GOING UPTOWN IN THE LAND OF THE HARSH VOWEL...

Haven't you awakened every so often with an uncontrollable urge? Something that's got nothing to do with anguish or tension or the trauma of having been shipped a clandestine video of your baby gettin' sloppy? Something that stems from an inner conviction--that bright, guilty recognition that this is how events should transpire, that it's your wild, wacky intervention that's going to be that slender thread between delusion and reality?

That's just what seized upon us just this morning, as the rosy fingers of dawn dislodged themselves from our throat and informed us that we'd survived another dark night and (like the Giants and A's) had survived to bob'n'weave for another day (or at least until God's giant thumb decides to descend from the sky and turn us into a grease spot). We staggered to the toilet, finding ourselves filled to the brim with an unavoidable vision even as we relieved ourselves.

It was as subtle as a flying mallet. The Path, The Way, The Next Big Move from the folks charged with cleaning up the toilet spill that left Boston awash in a sea of brown silt in the after-math of the great Cherington-Coletti contretemps.

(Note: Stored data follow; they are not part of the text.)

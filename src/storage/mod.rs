//! Storage layer: SQLite persistence and at-rest token encryption.

pub mod crypto;
pub mod database;
pub mod queries;
pub mod schema;

pub use crypto::{CryptoError, TokenCipher};
pub use database::{Database, DatabaseError};
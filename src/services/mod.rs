//! Business services layer.
//!
//! Services sit between the entry point and the infrastructure layer,
//! orchestrating providers, the queue, and storage:
//!
//! - [`CredentialStore`]: encrypted-at-rest OAuth token access and rotation
//! - [`AccountService`]: mailbox linkage (bootstrap-before-persist) and disconnect
//! - [`SyncService`]: one discovery pass per account; the "sync now" surface
//! - [`Poller`]: the recurring timer driving background discovery
//! - [`TriageService`]: the per-message fetch → classify → summarize →
//!   persist → archive pipeline

mod account_service;
pub mod credential_service;
mod poller_service;
mod sync_service;
mod triage_service;

pub use account_service::{AccountError, AccountService};
pub use credential_service::{CredentialError, CredentialStore, Credentials};
pub use poller_service::Poller;
pub use sync_service::{AccountSyncOutcome, SyncReport, SyncService};
pub use triage_service::{TriageError, TriageService};
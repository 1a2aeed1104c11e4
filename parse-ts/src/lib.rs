//! TypeScript/TSX parser for documentation tooling.
//!
//! The grammar covers the declaration surface of TypeScript (imports and
//! exports, interfaces, type aliases, enums, classes, functions, namespaces,
//! ambient declarations) plus the full type-expression grammar, JSX, and
//! enough of the expression/statement grammar to see through function bodies
//! (component detection needs to find `return <Jsx />`). Doc comments
//! (`/** ... */`) are captured by the lexer and attached to the declarations
//! they precede.
//!
//! ```rust
//! use parse_ts::ast::stmt::Stmt;
//!
//! let top = parse_ts::parse("export interface Foo { value: number; }").unwrap();
//! let Stmt::InterfaceDecl(decl) = top.stx.body[0].stx.as_ref() else {
//!   panic!("expected interface");
//! };
//! assert!(decl.stx.export);
//! assert_eq!(decl.stx.name, "Foo");
//! ```

use ast::node::Node;
use ast::TopLevel;
use error::SyntaxResult;
use lex::Lexer;
use parse::Parser;

pub mod ast;
pub mod error;
pub mod lex;
pub mod loc;
pub mod parse;
pub mod token;

pub fn parse(source: &str) -> SyntaxResult<Node<TopLevel>> {
  let lexer = Lexer::new(source);
  let mut parser = Parser::new(lexer);
  parser.parse_top_level()
}
use super::Parser;
use crate::ast::node::Node;
use crate::ast::type_expr::*;
use crate::error::SyntaxErrorType;
use crate::error::SyntaxResult;
use crate::loc::Loc;
use crate::token::TT;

As we flipped the lever, we knew just what the battered Beantown brain trust would do during the fateful off-season of 2012-13.

Answer: they will be going uptown! (No, they're not going to sign anyone named Jefferson...no one named Helmsley--neither Sherman nor Leona.) They be going for what, yesterday and today, is often referred to as a "Brother Act."

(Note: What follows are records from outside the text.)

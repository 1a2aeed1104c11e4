use crate::graph::ExportGraph;
use crate::node::node_id_file;
use crate::node::DocNode;
use ahash::HashMap;
use ahash::HashMapExt;
use parking_lot::Mutex;
use parse_ts::ast::node::Node;
use parse_ts::ast::TopLevel;
use std::collections::BTreeMap;
use std::sync::Arc;

/// A linked symbol: the export's node plus every link target it needs for
/// display.
#[derive(Clone, Debug)]
pub struct LinkedSymbol {
  pub node: DocNode,
  pub links: BTreeMap<String, DocNode>,
}

/// Cache shared across load requests: parsed ASTs and export graphs by
/// absolute path, linked symbols by node id.
///
/// Each map is independently synchronized; a whole get-compute-set sequence
/// for one file runs within one load call, and cycles are cut before a
/// second computation of the same entry can start, so per-map locking is
/// sufficient.
#[derive(Default)]
pub struct LoaderCache {
  asts: Mutex<HashMap<String, Arc<Node<TopLevel>>>>,
  graphs: Mutex<HashMap<String, Arc<ExportGraph>>>,
  symbols: Mutex<HashMap<String, Arc<LinkedSymbol>>>,
}

impl LoaderCache {
  pub fn new() -> LoaderCache {
    LoaderCache::default()
  }

  pub fn ast(&self, path: &str) -> Option<Arc<Node<TopLevel>>> {
    self.asts.lock().get(path).cloned()
  }

  pub fn set_ast(&self, path: &str, ast: Arc<Node<TopLevel>>) {
    self.asts.lock().insert(path.to_string(), ast);
  }

  pub fn exports_graph(&self, path: &str) -> Option<Arc<ExportGraph>> {
    self.graphs.lock().get(path).cloned()
  }

  pub fn set_exports_graph(&self, path: &str, graph: Arc<ExportGraph>) {
    self.graphs.lock().insert(path.to_string(), graph);
  }

  pub fn symbol(&self, id: &str) -> Option<Arc<LinkedSymbol>> {
    self.symbols.lock().get(id).cloned()
  }

  pub fn set_symbol(&self, id: &str, symbol: Arc<LinkedSymbol>) {
    self.symbols.lock().insert(id.to_string(), symbol);
  }

  /// Evict everything derived from `path`: its AST, its export graph, and
  /// every symbol declared in it. Symbols that merely link to the evicted
  /// ids survive; their consumers re-resolve on the next load and
  /// repopulate the cache.
  pub fn invalidate_file(&self, path: &str) {
    self.asts.lock().remove(path);
    self.graphs.lock().remove(path);
    self
      .symbols
      .lock()
      .retain(|id, _| node_id_file(id) != path);
  }
}

#[cfg(test)]
mod tests {
  use super::*;
  use crate::node::node_id;
  use crate::node::NodeKind;

  #[test]
  fn invalidation_is_scoped_to_the_file() {
    let cache = LoaderCache::new();
    let a = node_id("/a.ts", "A");
    let b = node_id("/b.ts", "B");
    for id in [&a, &b] {
      cache.set_symbol(id, Arc::new(LinkedSymbol {
        node: NodeKind::Any.into(),
        links: BTreeMap::new(),
      }));
    }
    cache.invalidate_file("/a.ts");
    assert!(cache.symbol(&a).is_none());
    assert!(cache.symbol(&b).is_some(), "other files' symbols survive");
  }
}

Correct, scalawags. The Sox will use a passable portion of their wad of cash to reconfigure their outfield by acquiring both of the Upton brothers. They'll sign B.J. (birth name: Melvin) to play left field (at least until the fragile Jacoby Ellsbury winds up on the meat wagon once again) and then trade away a package that includes a couple of prospects for younger brother Justin (middle name: Irvin)--something on the order of a pitcher/pitching prospect, a good hitting prospect, Daniel Bard and Pedro Ciriaco.

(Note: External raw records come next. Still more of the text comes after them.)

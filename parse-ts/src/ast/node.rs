use crate::error::SyntaxError;
use crate::error::SyntaxErrorType;
use crate::loc::Loc;
use serde::Serialize;
use serde::Serializer;
use std::fmt;
use std::fmt::Debug;
use std::fmt::Formatter;

/// Syntax node: a location plus the boxed syntax value.
///
/// Locations are best-effort; synthesized nodes reuse the range of the syntax
/// they were derived from.
pub struct Node<S> {
  pub loc: Loc,
  pub stx: Box<S>,
}

impl<S> Node<S> {
  pub fn new(loc: Loc, stx: S) -> Node<S> {
    Node {
      loc,
      stx: Box::new(stx),
    }
  }

  /// Converts this node's syntax into an enum variant (or any `From` target),
  /// keeping the location.
  pub fn into_stx<T: From<S>>(self) -> Node<T> {
    Node {
      loc: self.loc,
      stx: Box::new(T::from(*self.stx)),
    }
  }

  /// Wraps the node inside another node with the same location.
  pub fn wrap<T, F: FnOnce(Node<S>) -> T>(self, f: F) -> Node<T> {
    let loc = self.loc;
    Node::new(loc, f(self))
  }

  /// Create an error at this node's location.
  pub fn error(&self, typ: SyntaxErrorType) -> SyntaxError {
    self.loc.error(typ, None)
  }
}

impl<S: Debug> Debug for Node<S> {
  fn fmt(&self, f: &mut Formatter<'_>) -> fmt::Result {
    self.stx.fmt(f)
  }
}

impl<S: Serialize> Serialize for Node<S> {
  fn serialize<Se: Serializer>(&self, serializer: Se) -> Result<Se::Ok, Se::Error> {
    self.stx.serialize(serializer)
  }
}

Additionally (so sayeth the waters below that plastic oval into which all men must stare...), they'll acquire two starting pitchers: Zack (first name: Donald) Greinke, and Anibal Sanchez. (Sanchez was a Sox pick back in the Dan Duquette era, traded away to get Josh Beckett: it's one of those "full circle" things that came to us in mid-tinkle.)

They will probably not be able to resist signing Mike Napoli, a player they've lusted after for more than a half-decade. He'll come cheaper after his off-year in '12.

Napoli: they won't be able to resist
bringing the beefcake to Boston...
And Bill James will remind Ben and Larry (ya know, that sounds like a great name for a boutique New England business...maybe frozen cupcakes high in anti-oxidants) that signing David Ortiz is just as good an option in 2013 as it was in 2003. (After all, they're not paying Bill enough for him to come up with any new ideas...but he will remind them that they still need some left-handed power in their batting order.)

So that will put the new face on a leaner, meaner, but still enigmatic Beantown squad in '13. Your batting order will be Ellsbury, B.J., Pedroia, Ortiz, Justin, Middlebrooks, Napoli, Saltalamacchia, and someone to play SS. Your rotation will be Lester, Greinke, Buchholz, Sanchez, and either Lackey or Doubront. Your bullpen will be cobbled together from those who survived the post-ASB holocaust in '12 and a few hunch-plays by the folks who are paid to be opinionated, and it will remain non-descript next year.

The team will get off to a hot start, of course, and we'll be back in the land of over-invested harsh accents, only with a slightly more haunted tone, since the "dark night of the soul" memories will remain fresh. By early June, it will start to look as though the team might really have something, however, and that harshness will get its snap back, despite being nothing more or less than the chewing gum left on the bedpost overnight. Somewhere in the second half, there will be wheels that start to wobble, there will be a losing streak; tongues will wag, gums will flap.

And a pair of brothers will realize in early August that the harsh atmosphere in Boston (erstwhile home of the best and brightest) is not solely due to those harsh vowels. It will be a bit of a troubling time for them, as they both slump, while the Sox dial up another "month of trauma" approaching the Boschian depths from the previous two years.

However (so sayeth the sibilant soothsayer), the team--warts and wounds and echos of all those harsh vowels notwithstanding--will enter September with an outside shot to get back in the wild-card race.

As we write this, we are making a mental note to ourselves to lay off the caffeinated liquids prior to bedtime. And after you read this, so should you.